Saved data entries
——
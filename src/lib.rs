//! taskboard - multi-tenant Organization / Project / Task REST API
//!
//! # Modules
//!
//! - [`auth`] - Token codec, password hashing and the access service
//! - [`resources`] - CRUD services with presence validation and parent scoping
//! - [`store`] - Storage seams with in-memory and PostgreSQL backends
//! - [`gateway`] - axum router, bearer middleware and handlers
//! - [`config`] / [`logging`] - YAML config and tracing setup

pub mod auth;
pub mod config;
pub mod db;
pub mod error;
pub mod gateway;
pub mod logging;
pub mod models;
pub mod resources;
pub mod store;

pub use auth::{AccessService, AuthError, AuthenticatedSubject, TokenCodec};
pub use config::{AppConfig, SigningSecret};
pub use error::{AppError, AppResult};
pub use models::{Organization, Project, Task, User};
pub use store::{MemoryStore, PgStore, ResourceStore};
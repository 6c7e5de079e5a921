use std::process::Command;

/// Short revision of the working tree, `-dirty` when it has local changes.
fn git_revision() -> Option<String> {
    let output = Command::new("git")
        .args(["rev-parse", "--short", "HEAD"])
        .output()
        .ok()
        .filter(|o| o.status.success())?;
    let hash = String::from_utf8_lossy(&output.stdout).trim().to_string();

    let dirty = Command::new("git")
        .args(["diff", "--quiet"])
        .status()
        .map(|s| !s.success())
        .unwrap_or(false);

    Some(if dirty { format!("{}-dirty", hash) } else { hash })
}

fn main() {
    let revision = git_revision().unwrap_or_else(|| "unknown".to_string());
    println!("cargo:rustc-env=GIT_HASH={}", revision);
    println!("cargo:rerun-if-changed=.git/HEAD");
    println!("cargo:rerun-if-changed=.git/refs/heads");
}
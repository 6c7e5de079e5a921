use axum::extract::{FromRequest, rejection::JsonRejection};

use crate::error::AppError;

/// `axum::Json` with rejections (bad content type, malformed body) rendered
/// through the uniform error envelope as a validation failure.
#[derive(Debug, FromRequest)]
#[from_request(via(axum::Json), rejection(AppError))]
pub struct ApiJson<T>(pub T);

impl From<JsonRejection> for AppError {
    fn from(rejection: JsonRejection) -> Self {
        AppError::ValidationFailed(vec![rejection.body_text()])
    }
}
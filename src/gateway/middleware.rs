use axum::{
    body::Body,
    extract::State,
    http::{HeaderMap, Request, header},
    middleware::Next,
    response::Response,
};
use std::sync::Arc;

use super::state::AppState;
use crate::error::AppError;

const BEARER_PREFIX: &str = "Bearer ";

/// Pull the token out of `Authorization: Bearer <token>`.
pub fn bearer_token(headers: &HeaderMap) -> Option<&str> {
    headers
        .get(header::AUTHORIZATION)
        .and_then(|h| h.to_str().ok())
        .and_then(|h| h.strip_prefix(BEARER_PREFIX))
        .map(str::trim)
}

/// Resolve the bearer token to an [`AuthenticatedSubject`](crate::auth::AuthenticatedSubject)
/// and hand it to the handler as a request extension.
pub async fn bearer_auth_middleware(
    State(state): State<Arc<AppState>>,
    mut request: Request<Body>,
    next: Next,
) -> Result<Response, AppError> {
    let token = bearer_token(request.headers()).ok_or(AppError::Unauthorized)?;

    let subject = state.access.grant_access(token).await?;
    tracing::debug!(user_id = subject.user_id(), "Request authenticated");

    request.extensions_mut().insert(subject);
    Ok(next.run(request).await)
}
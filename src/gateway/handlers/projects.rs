use axum::{
    Json,
    extract::{Path, State},
    http::StatusCode,
};
use std::sync::Arc;

use super::super::state::AppState;
use super::super::types::{ApiJson, ApiResponse};
use super::{ApiResult, ok, parse_id};
use crate::error::AppResult;
use crate::models::{Organization, Project};
use crate::resources::{
    organizations,
    projects::{self, ProjectParams},
};
use crate::store::ResourceStore;

async fn load_organization(store: &dyn ResourceStore, raw_id: &str) -> AppResult<Organization> {
    organizations::show(store, parse_id(raw_id)?).await
}

async fn load_project(
    store: &dyn ResourceStore,
    organization_id: &str,
    id: &str,
) -> AppResult<Project> {
    let organization = load_organization(store, organization_id).await?;
    projects::show(store, &organization, parse_id(id)?).await
}

/// List the projects of an organization
///
/// GET /api/v1/organizations/{organization_id}/projects
#[utoipa::path(
    get,
    path = "/api/v1/organizations/{organization_id}/projects",
    params(("organization_id" = i64, Path, description = "Organization ID")),
    responses(
        (status = 200, description = "Projects in id order", body = Vec<Project>),
        (status = 401, description = "Missing or invalid token"),
        (status = 404, description = "Not Found")
    ),
    security(("bearer_auth" = [])),
    tag = "Projects"
)]
pub async fn list_projects(
    State(state): State<Arc<AppState>>,
    Path(organization_id): Path<String>,
) -> ApiResult<Vec<Project>> {
    let store = state.resources.as_ref();
    let organization = load_organization(store, &organization_id).await?;
    ok(projects::index(store, &organization).await?)
}

/// Create a project
///
/// POST /api/v1/organizations/{organization_id}/projects
#[utoipa::path(
    post,
    path = "/api/v1/organizations/{organization_id}/projects",
    params(("organization_id" = i64, Path, description = "Organization ID")),
    request_body = ProjectParams,
    responses(
        (status = 201, description = "Project created", body = Project),
        (status = 401, description = "Missing or invalid token"),
        (status = 404, description = "Not Found"),
        (status = 422, description = "Name can't be blank")
    ),
    security(("bearer_auth" = [])),
    tag = "Projects"
)]
pub async fn create_project(
    State(state): State<Arc<AppState>>,
    Path(organization_id): Path<String>,
    ApiJson(params): ApiJson<ProjectParams>,
) -> AppResult<(StatusCode, Json<ApiResponse<Project>>)> {
    let store = state.resources.as_ref();
    let organization = load_organization(store, &organization_id).await?;
    let project = projects::create(store, &organization, params).await?;
    Ok((StatusCode::CREATED, Json(ApiResponse::success(project))))
}

/// Show a project
///
/// GET /api/v1/organizations/{organization_id}/projects/{id}
#[utoipa::path(
    get,
    path = "/api/v1/organizations/{organization_id}/projects/{id}",
    params(
        ("organization_id" = i64, Path, description = "Organization ID"),
        ("id" = i64, Path, description = "Project ID")
    ),
    responses(
        (status = 200, description = "Project", body = Project),
        (status = 401, description = "Missing or invalid token"),
        (status = 404, description = "Not Found")
    ),
    security(("bearer_auth" = [])),
    tag = "Projects"
)]
pub async fn show_project(
    State(state): State<Arc<AppState>>,
    Path((organization_id, id)): Path<(String, String)>,
) -> ApiResult<Project> {
    ok(load_project(state.resources.as_ref(), &organization_id, &id).await?)
}

/// Update a project
///
/// PATCH /api/v1/organizations/{organization_id}/projects/{id}
#[utoipa::path(
    patch,
    path = "/api/v1/organizations/{organization_id}/projects/{id}",
    params(
        ("organization_id" = i64, Path, description = "Organization ID"),
        ("id" = i64, Path, description = "Project ID")
    ),
    request_body = ProjectParams,
    responses(
        (status = 200, description = "Updated project", body = Project),
        (status = 401, description = "Missing or invalid token"),
        (status = 404, description = "Not Found"),
        (status = 422, description = "Name can't be blank")
    ),
    security(("bearer_auth" = [])),
    tag = "Projects"
)]
pub async fn update_project(
    State(state): State<Arc<AppState>>,
    Path((organization_id, id)): Path<(String, String)>,
    ApiJson(params): ApiJson<ProjectParams>,
) -> ApiResult<Project> {
    let store = state.resources.as_ref();
    let project = load_project(store, &organization_id, &id).await?;
    ok(projects::update(store, &project, params).await?)
}

/// Delete a project and its tasks
///
/// DELETE /api/v1/organizations/{organization_id}/projects/{id}
#[utoipa::path(
    delete,
    path = "/api/v1/organizations/{organization_id}/projects/{id}",
    params(
        ("organization_id" = i64, Path, description = "Organization ID"),
        ("id" = i64, Path, description = "Project ID")
    ),
    responses(
        (status = 200, description = "Project deleted"),
        (status = 401, description = "Missing or invalid token"),
        (status = 404, description = "Not Found")
    ),
    security(("bearer_auth" = [])),
    tag = "Projects"
)]
pub async fn delete_project(
    State(state): State<Arc<AppState>>,
    Path((organization_id, id)): Path<(String, String)>,
) -> ApiResult<()> {
    let store = state.resources.as_ref();
    let project = load_project(store, &organization_id, &id).await?;
    projects::destroy(store, &project).await?;
    ok(())
}
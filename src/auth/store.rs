use async_trait::async_trait;

use super::password;
use crate::models::User;
use crate::store::StoreError;

/// Source of user records for the access service.
///
/// Lookups by email are exact, case-sensitive matches.
#[async_trait]
pub trait CredentialStore: Send + Sync {
    async fn find_by_email(&self, email: &str) -> Result<Option<User>, StoreError>;

    async fn find_by_id(&self, id: i64) -> Result<Option<User>, StoreError>;

    /// Insert a user. Fails with [`StoreError::Conflict`] when the email is taken.
    async fn create_user(&self, email: &str, password_hash: &str) -> Result<User, StoreError>;

    /// Check `plaintext` against the stored argon2 hash.
    ///
    /// A mismatch is `Ok(false)`; only an unparseable stored hash is an error.
    fn verify_password(&self, user: &User, plaintext: &str) -> Result<bool, StoreError> {
        password::verify_password(plaintext, &user.password_hash)
            .map_err(|e| StoreError::Hash(e.to_string()))
    }
}
//! Stateless JWT authentication
//!
//! - [`TokenCodec`]: HS256 sign / verify of `{iat, exp, user_id}`
//! - [`AccessService`]: `grant_token` (login) and `grant_access` (bearer validation)
//! - [`CredentialStore`]: user lookup contract the service depends on

pub mod error;
pub mod password;
pub mod service;
pub mod store;
pub mod token;

pub use error::AuthError;
pub use service::{AccessService, AuthenticatedSubject, validate_payload};
pub use store::CredentialStore;
pub use token::{TOKEN_ALGORITHM, TokenCodec, TokenError, TokenPayload};
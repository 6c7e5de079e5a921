//! API Response types and error codes
//!
//! - `ApiResponse<T>`: Unified response wrapper
//! - `error_codes`: Standard error code constants

use serde::Serialize;
use utoipa::ToSchema;

// ============================================================================
// Unified API Response Format
// ============================================================================

/// Unified API response wrapper
///
/// All API responses follow this structure:
/// - code: 0 = success, non-zero = error code
/// - msg: short message description
/// - data: actual data (success) or absent (error)
#[derive(Debug, Serialize, ToSchema)]
pub struct ApiResponse<T> {
    /// Response code: 0 for success, non-zero for errors
    #[schema(example = 0)]
    pub code: i32,
    /// Response message
    #[schema(example = "ok")]
    pub msg: String,
    /// Response data (only present when code == 0)
    #[serde(skip_serializing_if = "Option::is_none")]
    pub data: Option<T>,
}

impl<T> ApiResponse<T> {
    /// Create success response
    pub fn success(data: T) -> Self {
        Self {
            code: error_codes::SUCCESS,
            msg: "ok".to_string(),
            data: Some(data),
        }
    }

    /// Create error response
    pub fn error(code: i32, msg: impl Into<String>) -> ApiResponse<()> {
        ApiResponse {
            code,
            msg: msg.into(),
            data: None,
        }
    }
}

// ============================================================================
// Error Codes
// ============================================================================

/// Standard API error codes
pub mod error_codes {
    // Success
    pub const SUCCESS: i32 = 0;

    // Client errors (1xxx)
    pub const VALIDATION_FAILED: i32 = 1001;

    // Auth errors (2xxx)
    pub const UNAUTHORIZED: i32 = 2001;
    pub const INVALID_CREDENTIALS: i32 = 2002;
    pub const INVALID_TOKEN: i32 = 2003;

    // Resource errors (4xxx)
    pub const NOT_FOUND: i32 = 4004;

    // Server errors (5xxx)
    pub const INTERNAL_ERROR: i32 = 5000;
}
#[tokio::test]
async fn garbage_token_is_invalid() {
    let app = test_app().await;
    let reply = app
        .send(Method::GET, "/api/v1/organizations/1", Some("not.a.jwt"), None)
        .await;
    assert_error(&reply, StatusCode::UNAUTHORIZED, "Invalid Token");
}

#[tokio::test]
async fn token_signed_with_another_secret_is_invalid() {
    let app = test_app().await;
    let foreign = TokenCodec::new(&SigningSecret::new("other-secret").unwrap(), 60)
        .encode(1)
        .unwrap();
    let reply = app
        .send(Method::GET, "/api/v1/organizations/1", Some(&foreign), None)
        .await;
    assert_error(&reply, StatusCode::UNAUTHORIZED, "Invalid Token");
}

#[tokio::test]
async fn expired_token_is_unauthorized() {
    let app = test_app().await;
    let now = chrono::Utc::now().timestamp();
    let expired = app
        .access
        .codec()
        .encode_at(1, now - 2 * DEFAULT_TOKEN_TTL_SECS)
        .unwrap();

    let reply = app
        .send(Method::GET, "/api/v1/organizations/1", Some(&expired), None)
        .await;
    assert_error(&reply, StatusCode::UNAUTHORIZED, "User unauthorized for action");
}

#[tokio::test]
async fn token_of_deleted_user_is_unauthorized() {
    let app = test_app().await;
    let token = app.token().await;
    assert!(app.store.remove_user(1));

    let reply = app
        .send(Method::GET, "/api/v1/organizations/1", Some(&token), None)
        .await;
    assert_error(&reply, StatusCode::UNAUTHORIZED, "User unauthorized for action");
}

// ─── Registration ───────────────────────────────────────────────────────

#[tokio::test]
async fn register_then_login() {
    let app = test_app().await;
    let reply = app
        .send(
            Method::POST,
            "/api/v1/users",
            None,
            Some(json!({ "email": "new@example.com", "password": "pw" })),
        )
        .await;
    assert_eq!(reply.status, StatusCode::CREATED);
    assert_eq!(reply.body["data"]["email"], "new@example.com");
    assert!(reply.body["data"].get("password_hash").is_none());

    assert_eq!(
        app.login("new@example.com", "pw").await.status,
        StatusCode::OK
    );
}

#[tokio::test]
async fn register_duplicate_email_fails_validation() {
    let app = test_app().await;
    let reply = app
        .send(
            Method::POST,
            "/api/v1/users",
            None,
            Some(json!({ "email": EMAIL, "password": "pw" })),
        )
        .await;
    assert_error(
        &reply,
        StatusCode::UNPROCESSABLE_ENTITY,
        "Email has already been taken",
    );
}

// ─── Organizations / Projects ───────────────────────────────────────────

#[tokio::test]
async fn organization_requires_name() {
    let app = test_app().await;
    let token = app.token().await;
    let reply = app
        .send(
            Method::POST,
            "/api/v1/organizations",
            Some(&token),
            Some(json!({ "name": "" })),
        )
        .await;
    assert_error(&reply, StatusCode::UNPROCESSABLE_ENTITY, "Name can't be blank");
}

#[tokio::test]
async fn project_lifecycle() {
    let app = test_app().await;
    let token = app.token().await;
    let org = app
        .create(&token, "/api/v1/organizations", json!({ "name": "Acme" }))
        .await;
    let base = format!("/api/v1/organizations/{}/projects", org["id"]);

    let project = app.create(&token, &base, json!({ "name": "Site" })).await;
    assert_eq!(project["organization_id"], org["id"]);
    let url = format!("{}/{}", base, project["id"]);

    let listed = app.send(Method::GET, &base, Some(&token), None).await;
    assert_eq!(listed.body["data"].as_array().unwrap().len(), 1);

    let shown = app.send(Method::GET, &url, Some(&token), None).await;
    assert_eq!(shown.body["data"], project);

    let blank = app
        .send(Method::PATCH, &url, Some(&token), Some(json!({ "name": " " })))
        .await;
    assert_error(&blank, StatusCode::UNPROCESSABLE_ENTITY, "Name can't be blank");

    let untouched = app
        .send(Method::PATCH, &url, Some(&token), Some(json!({})))
        .await;
    assert_eq!(untouched.status, StatusCode::OK);
    assert_eq!(untouched.body["data"]["name"], "Site");

    let renamed = app
        .send(
            Method::PATCH,
            &url,
            Some(&token),
            Some(json!({ "name": "Relaunch" })),
        )
        .await;
    assert_eq!(renamed.body["data"]["name"], "Relaunch");

    let deleted = app.send(Method::DELETE, &url, Some(&token), None).await;
    assert_eq!(deleted.status, StatusCode::OK);
    assert_eq!(deleted.body["code"], 0);

    let gone = app.send(Method::GET, &url, Some(&token), None).await;
    assert_error(&gone, StatusCode::NOT_FOUND, "Not Found");
}

#[tokio::test]
async fn project_under_foreign_organization_is_not_found() {
    let app = test_app().await;
    let token = app.token().await;
    let acme = app
        .create(&token, "/api/v1/organizations", json!({ "name": "Acme" }))
        .await;
    let other = app
        .create(&token, "/api/v1/organizations", json!({ "name": "Other" }))
        .await;
    let project = app
        .create(
            &token,
            &format!("/api/v1/organizations/{}/projects", acme["id"]),
            json!({ "name": "Site" }),
        )
        .await;

    let url = format!(
        "/api/v1/organizations/{}/projects/{}",
        other["id"], project["id"]
    );
    for method in [Method::GET, Method::DELETE] {
        let reply = app.send(method, &url, Some(&token), None).await;
        assert_error(&reply, StatusCode::NOT_FOUND, "Not Found");
    }
}

#[tokio::test]
async fn unknown_or_malformed_ids_are_not_found() {
    let app = test_app().await;
    let token = app.token().await;
    for uri in [
        "/api/v1/organizations/999",
        "/api/v1/organizations/abc",
        "/api/v1/organizations/999/projects",
        "/api/v1/projects/999/tasks",
    ] {
        let reply = app.send(Method::GET, uri, Some(&token), None).await;
        assert_error(&reply, StatusCode::NOT_FOUND, "Not Found");
    }
}

#[tokio::test]
async fn malformed_json_fails_validation() {
    let app = test_app().await;
    let token = app.token().await;
    let request = Request::builder()
        .method(Method::POST)
        .uri("/api/v1/organizations")
        .header(header::AUTHORIZATION, format!("Bearer {}", token))
        .header(header::CONTENT_TYPE, "application/json")
        .body(Body::from("{not json"))
        .unwrap();
    let response = app.router.clone().oneshot(request).await.unwrap();
    assert_eq!(response.status(), StatusCode::UNPROCESSABLE_ENTITY);
}

// ─── Tasks ──────────────────────────────────────────────────────────────

#[tokio::test]
async fn task_lifecycle_and_cascade() {
    let app = test_app().await;
    let token = app.token().await;
    let org = app
        .create(&token, "/api/v1/organizations", json!({ "name": "Acme" }))
        .await;
    let project_url = format!("/api/v1/organizations/{}/projects", org["id"]);
    let project = app
        .create(&token, &project_url, json!({ "name": "Site" }))
        .await;
    let tasks_url = format!("/api/v1/projects/{}/tasks", project["id"]);

    let missing = app
        .send(
            Method::POST,
            &tasks_url,
            Some(&token),
            Some(json!({ "name": "Copy" })),
        )
        .await;
    assert_error(
        &missing,
        StatusCode::UNPROCESSABLE_ENTITY,
        "Description can't be blank",
    );

    let task = app
        .create(
            &token,
            &tasks_url,
            json!({ "name": "Copy", "description": "Landing page" }),
        )
        .await;
    assert_eq!(task["project_id"], project["id"]);
    let task_url = format!("{}/{}", tasks_url, task["id"]);

    let updated = app
        .send(
            Method::PATCH,
            &task_url,
            Some(&token),
            Some(json!({ "description": "Pricing page" })),
        )
        .await;
    assert_eq!(updated.body["data"]["name"], "Copy");
    assert_eq!(updated.body["data"]["description"], "Pricing page");

    let listed = app.send(Method::GET, &tasks_url, Some(&token), None).await;
    assert_eq!(listed.body["data"].as_array().unwrap().len(), 1);

    let project_delete = format!("{}/{}", project_url, project["id"]);
    let deleted = app
        .send(Method::DELETE, &project_delete, Some(&token), None)
        .await;
    assert_eq!(deleted.status, StatusCode::OK);

    let gone = app.send(Method::GET, &task_url, Some(&token), None).await;
    assert_error(&gone, StatusCode::NOT_FOUND, "Not Found");
}

#[tokio::test]
async fn task_under_foreign_project_is_not_found() {
    let app = test_app().await;
    let token = app.token().await;
    let org = app
        .create(&token, "/api/v1/organizations", json!({ "name": "Acme" }))
        .await;
    let projects_url = format!("/api/v1/organizations/{}/projects", org["id"]);
    let p1 = app.create(&token, &projects_url, json!({ "name": "One" })).await;
    let p2 = app.create(&token, &projects_url, json!({ "name": "Two" })).await;
    let task = app
        .create(
            &token,
            &format!("/api/v1/projects/{}/tasks", p1["id"]),
            json!({ "name": "t", "description": "d" }),
        )
        .await;

    let reply = app
        .send(
            Method::GET,
            &format!("/api/v1/projects/{}/tasks/{}", p2["id"], task["id"]),
            Some(&token),
            None,
        )
        .await;
    assert_error(&reply, StatusCode::NOT_FOUND, "Not Found");
}
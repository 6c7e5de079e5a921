//! Records shared by the storage backends, the services and the HTTP layer

use chrono::{DateTime, Utc};
use serde::Serialize;
use utoipa::ToSchema;

/// User account (credential record).
///
/// `password_hash` is a PHC-format argon2 string and is never serialized.
#[derive(Debug, Clone, PartialEq)]
pub struct User {
    pub id: i64,
    pub email: String,
    pub password_hash: String,
    pub created_at: DateTime<Utc>,
}

/// Public view of a user, safe to return over the API.
#[derive(Debug, Serialize, ToSchema)]
pub struct UserView {
    #[schema(example = 1)]
    pub id: i64,
    #[schema(example = "a@b.com")]
    pub email: String,
    pub created_at: DateTime<Utc>,
}

impl From<&User> for UserView {
    fn from(user: &User) -> Self {
        Self {
            id: user.id,
            email: user.email.clone(),
            created_at: user.created_at,
        }
    }
}

/// Tenant. Owns projects.
#[derive(Debug, Clone, PartialEq, Serialize, ToSchema)]
pub struct Organization {
    pub id: i64,
    #[schema(example = "Acme")]
    pub name: String,
    pub created_at: DateTime<Utc>,
    pub updated_at: DateTime<Utc>,
}

#[derive(Debug, Clone, PartialEq, Serialize, ToSchema)]
pub struct Project {
    pub id: i64,
    #[schema(example = "Website relaunch")]
    pub name: String,
    pub organization_id: i64,
    pub created_at: DateTime<Utc>,
    pub updated_at: DateTime<Utc>,
}

#[derive(Debug, Clone, PartialEq, Serialize, ToSchema)]
pub struct Task {
    pub id: i64,
    #[schema(example = "Draft copy")]
    pub name: String,
    #[schema(example = "First pass at the landing page text")]
    pub description: String,
    pub project_id: i64,
    pub created_at: DateTime<Utc>,
    pub updated_at: DateTime<Utc>,
}

#[cfg(test)]
mod tests {
    use super::*;

    #[test]
    fn test_user_view_hides_password_hash() {
        let user = User {
            id: 7,
            email: "a@b.com".to_string(),
            password_hash: "$argon2id$v=19$secret".to_string(),
            created_at: Utc::now(),
        };
        let json = serde_json::to_string(&UserView::from(&user)).unwrap();
        assert!(json.contains("a@b.com"));
        assert!(!json.contains("argon2"));
    }
}
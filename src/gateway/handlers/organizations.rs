use axum::{
    Extension, Json,
    extract::{Path, State},
    http::StatusCode,
};
use std::sync::Arc;

use super::super::state::AppState;
use super::super::types::{ApiJson, ApiResponse};
use super::{ApiResult, ok, parse_id};
use crate::auth::AuthenticatedSubject;
use crate::error::AppResult;
use crate::models::Organization;
use crate::resources::organizations::{self, OrganizationParams};

/// Create an organization
///
/// POST /api/v1/organizations
#[utoipa::path(
    post,
    path = "/api/v1/organizations",
    request_body = OrganizationParams,
    responses(
        (status = 201, description = "Organization created", body = Organization),
        (status = 401, description = "Missing or invalid token"),
        (status = 422, description = "Name can't be blank")
    ),
    security(("bearer_auth" = [])),
    tag = "Organizations"
)]
pub async fn create_organization(
    State(state): State<Arc<AppState>>,
    Extension(subject): Extension<AuthenticatedSubject>,
    ApiJson(params): ApiJson<OrganizationParams>,
) -> AppResult<(StatusCode, Json<ApiResponse<Organization>>)> {
    let organization = organizations::create(state.resources.as_ref(), params).await?;
    tracing::debug!(
        user_id = subject.user_id(),
        organization_id = organization.id,
        "Organization created by user"
    );
    Ok((StatusCode::CREATED, Json(ApiResponse::success(organization))))
}

/// Show an organization
///
/// GET /api/v1/organizations/{id}
#[utoipa::path(
    get,
    path = "/api/v1/organizations/{id}",
    params(("id" = i64, Path, description = "Organization ID")),
    responses(
        (status = 200, description = "Organization", body = Organization),
        (status = 401, description = "Missing or invalid token"),
        (status = 404, description = "Not Found")
    ),
    security(("bearer_auth" = [])),
    tag = "Organizations"
)]
pub async fn show_organization(
    State(state): State<Arc<AppState>>,
    Path(id): Path<String>,
) -> ApiResult<Organization> {
    ok(organizations::show(state.resources.as_ref(), parse_id(&id)?).await?)
}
——
Starting from the top of the records and ending at the line that contains "and PostgreSQL backends", repeat each line exactly and return only those lines.

filename src/lib.rs
//! taskboard - multi-tenant Organization / Project / Task REST API
//!
//! # Modules
//!
//! - [`auth`] - Token codec, password hashing and the access service
//! - [`resources`] - CRUD services with presence validation and parent scoping
//! - [`store`] - Storage seams with in-memory and PostgreSQL backends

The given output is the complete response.